(Beginning of Records supplied)

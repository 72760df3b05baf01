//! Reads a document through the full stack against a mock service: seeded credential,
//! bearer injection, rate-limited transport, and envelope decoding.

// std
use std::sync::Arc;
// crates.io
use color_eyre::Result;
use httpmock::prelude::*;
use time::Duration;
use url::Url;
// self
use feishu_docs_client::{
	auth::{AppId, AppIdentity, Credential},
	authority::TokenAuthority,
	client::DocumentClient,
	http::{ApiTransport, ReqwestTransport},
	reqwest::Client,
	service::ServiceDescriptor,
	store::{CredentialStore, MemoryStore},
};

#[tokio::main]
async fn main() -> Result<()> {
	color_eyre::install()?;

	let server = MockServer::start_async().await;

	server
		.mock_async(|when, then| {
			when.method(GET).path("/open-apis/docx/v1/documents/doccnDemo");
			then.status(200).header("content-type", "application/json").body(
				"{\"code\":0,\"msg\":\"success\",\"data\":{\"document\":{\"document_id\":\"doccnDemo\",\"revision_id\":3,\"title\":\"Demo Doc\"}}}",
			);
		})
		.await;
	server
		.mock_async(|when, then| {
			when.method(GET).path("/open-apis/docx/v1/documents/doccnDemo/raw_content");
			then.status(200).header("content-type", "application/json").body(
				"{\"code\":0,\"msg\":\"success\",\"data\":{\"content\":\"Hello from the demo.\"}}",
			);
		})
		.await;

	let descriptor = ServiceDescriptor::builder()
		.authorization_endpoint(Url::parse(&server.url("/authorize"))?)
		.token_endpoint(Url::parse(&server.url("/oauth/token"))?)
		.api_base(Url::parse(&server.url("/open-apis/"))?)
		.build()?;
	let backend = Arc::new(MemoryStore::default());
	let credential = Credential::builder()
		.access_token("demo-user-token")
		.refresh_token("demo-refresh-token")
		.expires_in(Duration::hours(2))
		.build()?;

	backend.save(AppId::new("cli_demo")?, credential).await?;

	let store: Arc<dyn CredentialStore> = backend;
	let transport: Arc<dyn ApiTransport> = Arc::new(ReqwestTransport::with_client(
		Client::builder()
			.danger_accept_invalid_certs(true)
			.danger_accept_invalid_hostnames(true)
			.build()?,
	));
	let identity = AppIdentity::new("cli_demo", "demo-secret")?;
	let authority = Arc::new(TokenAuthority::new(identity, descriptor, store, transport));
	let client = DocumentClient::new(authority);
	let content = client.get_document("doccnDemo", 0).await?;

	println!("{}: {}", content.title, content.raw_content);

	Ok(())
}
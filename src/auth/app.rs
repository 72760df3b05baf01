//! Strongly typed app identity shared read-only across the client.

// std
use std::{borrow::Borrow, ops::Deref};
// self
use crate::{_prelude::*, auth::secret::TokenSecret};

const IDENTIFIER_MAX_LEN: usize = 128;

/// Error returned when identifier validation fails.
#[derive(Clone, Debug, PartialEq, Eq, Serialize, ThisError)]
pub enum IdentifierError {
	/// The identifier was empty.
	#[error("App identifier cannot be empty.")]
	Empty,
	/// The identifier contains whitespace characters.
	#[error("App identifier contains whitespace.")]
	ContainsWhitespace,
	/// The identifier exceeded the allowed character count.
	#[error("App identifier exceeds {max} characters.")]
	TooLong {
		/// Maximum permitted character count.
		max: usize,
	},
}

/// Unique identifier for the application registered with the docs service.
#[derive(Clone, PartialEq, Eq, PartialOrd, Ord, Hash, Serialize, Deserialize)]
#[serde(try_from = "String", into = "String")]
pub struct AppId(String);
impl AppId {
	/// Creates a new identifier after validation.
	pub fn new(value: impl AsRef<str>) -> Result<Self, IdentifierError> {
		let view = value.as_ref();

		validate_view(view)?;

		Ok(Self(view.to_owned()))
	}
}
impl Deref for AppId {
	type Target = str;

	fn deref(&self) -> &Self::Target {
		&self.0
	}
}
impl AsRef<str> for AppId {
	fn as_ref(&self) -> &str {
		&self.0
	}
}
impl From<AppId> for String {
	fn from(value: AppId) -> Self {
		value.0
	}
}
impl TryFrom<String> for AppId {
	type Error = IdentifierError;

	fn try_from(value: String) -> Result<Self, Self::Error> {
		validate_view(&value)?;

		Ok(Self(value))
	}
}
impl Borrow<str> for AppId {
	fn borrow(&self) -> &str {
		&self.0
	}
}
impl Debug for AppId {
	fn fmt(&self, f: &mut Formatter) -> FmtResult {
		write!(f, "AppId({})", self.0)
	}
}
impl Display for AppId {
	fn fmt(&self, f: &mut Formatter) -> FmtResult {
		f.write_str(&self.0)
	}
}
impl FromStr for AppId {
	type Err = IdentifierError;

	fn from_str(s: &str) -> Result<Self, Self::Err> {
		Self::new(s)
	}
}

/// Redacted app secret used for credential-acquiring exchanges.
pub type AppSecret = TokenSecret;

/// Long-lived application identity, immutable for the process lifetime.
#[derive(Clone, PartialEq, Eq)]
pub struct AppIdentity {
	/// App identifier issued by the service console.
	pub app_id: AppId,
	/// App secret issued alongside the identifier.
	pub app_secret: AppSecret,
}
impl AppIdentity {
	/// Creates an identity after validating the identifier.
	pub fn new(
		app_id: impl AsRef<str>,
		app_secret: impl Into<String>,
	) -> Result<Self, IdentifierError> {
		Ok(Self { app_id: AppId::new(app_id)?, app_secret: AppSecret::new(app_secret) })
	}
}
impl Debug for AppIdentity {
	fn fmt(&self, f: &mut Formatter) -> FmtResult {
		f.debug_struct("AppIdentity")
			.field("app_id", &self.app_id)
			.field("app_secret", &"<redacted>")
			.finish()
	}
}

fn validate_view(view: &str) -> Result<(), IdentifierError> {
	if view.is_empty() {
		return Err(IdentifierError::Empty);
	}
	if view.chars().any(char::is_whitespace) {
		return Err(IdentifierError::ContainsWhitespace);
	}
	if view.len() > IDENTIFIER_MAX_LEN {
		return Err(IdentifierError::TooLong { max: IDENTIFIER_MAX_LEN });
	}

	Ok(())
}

(End of Records supplied)
(Beginning of Records supplied)

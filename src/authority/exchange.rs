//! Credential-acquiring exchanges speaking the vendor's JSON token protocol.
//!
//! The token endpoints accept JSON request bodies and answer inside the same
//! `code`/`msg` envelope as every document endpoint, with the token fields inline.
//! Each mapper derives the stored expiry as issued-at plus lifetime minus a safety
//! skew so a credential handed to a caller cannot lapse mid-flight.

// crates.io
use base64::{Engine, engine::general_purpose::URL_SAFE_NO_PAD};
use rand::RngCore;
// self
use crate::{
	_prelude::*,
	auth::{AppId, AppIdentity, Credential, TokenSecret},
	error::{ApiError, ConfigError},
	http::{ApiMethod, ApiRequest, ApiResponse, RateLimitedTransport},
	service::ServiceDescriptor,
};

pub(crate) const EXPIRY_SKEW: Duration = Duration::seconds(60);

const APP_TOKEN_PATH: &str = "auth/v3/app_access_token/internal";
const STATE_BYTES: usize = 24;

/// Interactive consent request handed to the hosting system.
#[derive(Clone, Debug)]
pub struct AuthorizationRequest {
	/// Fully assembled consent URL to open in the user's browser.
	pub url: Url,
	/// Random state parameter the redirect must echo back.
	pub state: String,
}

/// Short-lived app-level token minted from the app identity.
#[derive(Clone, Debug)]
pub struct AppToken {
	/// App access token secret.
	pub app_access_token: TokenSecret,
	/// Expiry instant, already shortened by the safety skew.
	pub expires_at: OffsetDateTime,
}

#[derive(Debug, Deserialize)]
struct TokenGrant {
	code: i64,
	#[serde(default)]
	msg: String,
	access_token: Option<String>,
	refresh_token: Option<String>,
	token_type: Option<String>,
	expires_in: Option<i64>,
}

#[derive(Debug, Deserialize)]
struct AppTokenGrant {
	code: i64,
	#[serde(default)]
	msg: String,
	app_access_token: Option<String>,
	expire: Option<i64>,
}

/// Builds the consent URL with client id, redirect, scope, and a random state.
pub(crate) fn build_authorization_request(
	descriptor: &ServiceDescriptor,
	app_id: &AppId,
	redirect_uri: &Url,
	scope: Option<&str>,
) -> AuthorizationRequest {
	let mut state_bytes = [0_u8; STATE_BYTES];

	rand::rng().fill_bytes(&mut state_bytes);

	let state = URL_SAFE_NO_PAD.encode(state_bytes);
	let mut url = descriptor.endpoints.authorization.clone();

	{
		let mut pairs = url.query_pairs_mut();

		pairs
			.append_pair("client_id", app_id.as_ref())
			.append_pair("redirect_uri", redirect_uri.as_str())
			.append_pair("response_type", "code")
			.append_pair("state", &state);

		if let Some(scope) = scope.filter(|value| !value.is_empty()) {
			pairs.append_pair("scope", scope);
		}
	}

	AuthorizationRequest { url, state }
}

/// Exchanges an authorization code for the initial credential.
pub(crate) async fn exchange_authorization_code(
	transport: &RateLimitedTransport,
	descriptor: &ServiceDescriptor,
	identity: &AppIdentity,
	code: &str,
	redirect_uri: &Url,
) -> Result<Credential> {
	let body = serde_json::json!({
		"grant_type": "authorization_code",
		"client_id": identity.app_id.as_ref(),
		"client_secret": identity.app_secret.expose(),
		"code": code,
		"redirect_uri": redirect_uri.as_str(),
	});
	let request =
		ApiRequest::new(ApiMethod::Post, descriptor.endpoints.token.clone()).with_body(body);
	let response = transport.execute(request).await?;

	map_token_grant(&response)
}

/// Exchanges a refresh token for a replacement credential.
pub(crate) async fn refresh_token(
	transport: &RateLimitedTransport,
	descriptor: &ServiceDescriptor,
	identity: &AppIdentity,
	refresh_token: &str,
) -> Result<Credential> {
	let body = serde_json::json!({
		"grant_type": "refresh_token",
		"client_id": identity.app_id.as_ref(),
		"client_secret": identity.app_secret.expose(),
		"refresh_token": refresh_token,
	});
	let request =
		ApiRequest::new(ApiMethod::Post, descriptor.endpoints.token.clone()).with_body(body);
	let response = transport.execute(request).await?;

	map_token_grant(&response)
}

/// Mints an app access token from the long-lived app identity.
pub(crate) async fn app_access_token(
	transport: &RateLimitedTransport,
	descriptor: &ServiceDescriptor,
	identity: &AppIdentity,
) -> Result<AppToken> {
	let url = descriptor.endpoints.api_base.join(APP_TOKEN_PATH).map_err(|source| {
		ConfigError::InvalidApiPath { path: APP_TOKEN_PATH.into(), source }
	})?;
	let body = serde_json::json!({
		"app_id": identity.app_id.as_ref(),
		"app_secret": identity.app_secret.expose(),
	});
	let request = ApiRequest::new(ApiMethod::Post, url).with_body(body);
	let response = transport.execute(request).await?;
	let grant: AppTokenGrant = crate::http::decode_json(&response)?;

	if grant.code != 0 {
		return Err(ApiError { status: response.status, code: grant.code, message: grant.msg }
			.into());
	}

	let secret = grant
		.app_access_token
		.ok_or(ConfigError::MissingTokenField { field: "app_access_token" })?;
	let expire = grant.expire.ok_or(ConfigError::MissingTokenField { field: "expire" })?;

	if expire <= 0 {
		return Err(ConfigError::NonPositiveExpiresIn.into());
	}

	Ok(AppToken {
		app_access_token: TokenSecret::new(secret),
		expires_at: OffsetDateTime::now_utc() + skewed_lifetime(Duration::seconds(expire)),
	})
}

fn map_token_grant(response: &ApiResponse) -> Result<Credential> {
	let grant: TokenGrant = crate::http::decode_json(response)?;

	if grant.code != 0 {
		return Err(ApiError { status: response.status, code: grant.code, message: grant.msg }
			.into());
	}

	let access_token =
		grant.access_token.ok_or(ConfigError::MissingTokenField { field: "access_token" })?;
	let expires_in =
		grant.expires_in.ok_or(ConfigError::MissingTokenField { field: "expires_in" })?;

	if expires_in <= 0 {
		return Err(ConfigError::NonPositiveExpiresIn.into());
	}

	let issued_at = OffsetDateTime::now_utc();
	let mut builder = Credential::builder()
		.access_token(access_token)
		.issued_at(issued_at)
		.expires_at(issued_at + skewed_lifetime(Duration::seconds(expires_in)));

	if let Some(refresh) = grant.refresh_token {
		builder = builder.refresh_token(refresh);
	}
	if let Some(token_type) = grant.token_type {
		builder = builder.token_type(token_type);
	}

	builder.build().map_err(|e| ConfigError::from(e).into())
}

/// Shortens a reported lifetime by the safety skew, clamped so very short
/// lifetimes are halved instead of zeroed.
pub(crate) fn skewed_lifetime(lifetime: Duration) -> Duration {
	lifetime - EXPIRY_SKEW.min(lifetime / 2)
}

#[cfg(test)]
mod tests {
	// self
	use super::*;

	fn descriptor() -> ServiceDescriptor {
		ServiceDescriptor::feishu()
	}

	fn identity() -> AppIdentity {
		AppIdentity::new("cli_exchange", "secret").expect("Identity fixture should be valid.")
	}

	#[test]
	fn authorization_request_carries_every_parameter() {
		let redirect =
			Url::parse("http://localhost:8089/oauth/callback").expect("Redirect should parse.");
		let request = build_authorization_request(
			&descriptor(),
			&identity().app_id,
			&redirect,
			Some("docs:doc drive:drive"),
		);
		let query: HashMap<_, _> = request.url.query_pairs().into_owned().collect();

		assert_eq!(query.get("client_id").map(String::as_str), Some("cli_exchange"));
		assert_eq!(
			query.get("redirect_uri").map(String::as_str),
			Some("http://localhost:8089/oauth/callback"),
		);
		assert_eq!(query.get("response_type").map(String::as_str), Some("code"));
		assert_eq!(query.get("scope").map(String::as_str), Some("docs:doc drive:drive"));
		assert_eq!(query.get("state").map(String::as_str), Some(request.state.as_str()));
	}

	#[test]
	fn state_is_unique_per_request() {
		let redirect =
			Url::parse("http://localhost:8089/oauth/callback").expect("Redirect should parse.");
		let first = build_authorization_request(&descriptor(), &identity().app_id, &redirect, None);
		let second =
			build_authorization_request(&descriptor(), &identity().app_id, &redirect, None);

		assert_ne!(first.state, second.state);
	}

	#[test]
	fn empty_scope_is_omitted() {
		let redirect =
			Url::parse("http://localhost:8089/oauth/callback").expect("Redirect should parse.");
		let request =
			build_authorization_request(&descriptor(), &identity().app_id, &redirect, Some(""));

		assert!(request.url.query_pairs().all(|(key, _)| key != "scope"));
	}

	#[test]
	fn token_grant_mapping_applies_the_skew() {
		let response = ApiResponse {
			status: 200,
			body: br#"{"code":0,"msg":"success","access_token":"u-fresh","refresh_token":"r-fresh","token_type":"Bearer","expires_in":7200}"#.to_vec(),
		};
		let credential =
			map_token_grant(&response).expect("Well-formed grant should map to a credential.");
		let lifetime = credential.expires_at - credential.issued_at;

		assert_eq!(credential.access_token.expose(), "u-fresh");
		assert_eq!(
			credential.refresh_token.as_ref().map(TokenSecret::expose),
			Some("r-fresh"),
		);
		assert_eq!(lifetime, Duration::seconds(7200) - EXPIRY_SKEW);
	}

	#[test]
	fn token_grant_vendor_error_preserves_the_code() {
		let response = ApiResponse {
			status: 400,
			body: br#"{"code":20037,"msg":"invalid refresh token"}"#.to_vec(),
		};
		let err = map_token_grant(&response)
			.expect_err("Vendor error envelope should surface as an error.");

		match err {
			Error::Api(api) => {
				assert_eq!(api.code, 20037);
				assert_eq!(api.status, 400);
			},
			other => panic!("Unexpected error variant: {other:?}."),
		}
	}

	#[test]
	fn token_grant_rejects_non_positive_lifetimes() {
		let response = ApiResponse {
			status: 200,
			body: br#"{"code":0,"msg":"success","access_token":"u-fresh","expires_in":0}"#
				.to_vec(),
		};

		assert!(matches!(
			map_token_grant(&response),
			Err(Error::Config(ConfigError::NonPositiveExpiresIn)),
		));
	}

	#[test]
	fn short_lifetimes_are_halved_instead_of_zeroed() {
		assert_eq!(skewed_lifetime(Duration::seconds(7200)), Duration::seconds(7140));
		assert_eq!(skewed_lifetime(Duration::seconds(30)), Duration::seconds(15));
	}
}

(End of Records supplied)

The expected answer is every line in the data above that carries the string "CredentialStore".

→ **Answer box**:
	store::{CredentialStore, MemoryStore},
	let store: Arc<dyn CredentialStore> = backend;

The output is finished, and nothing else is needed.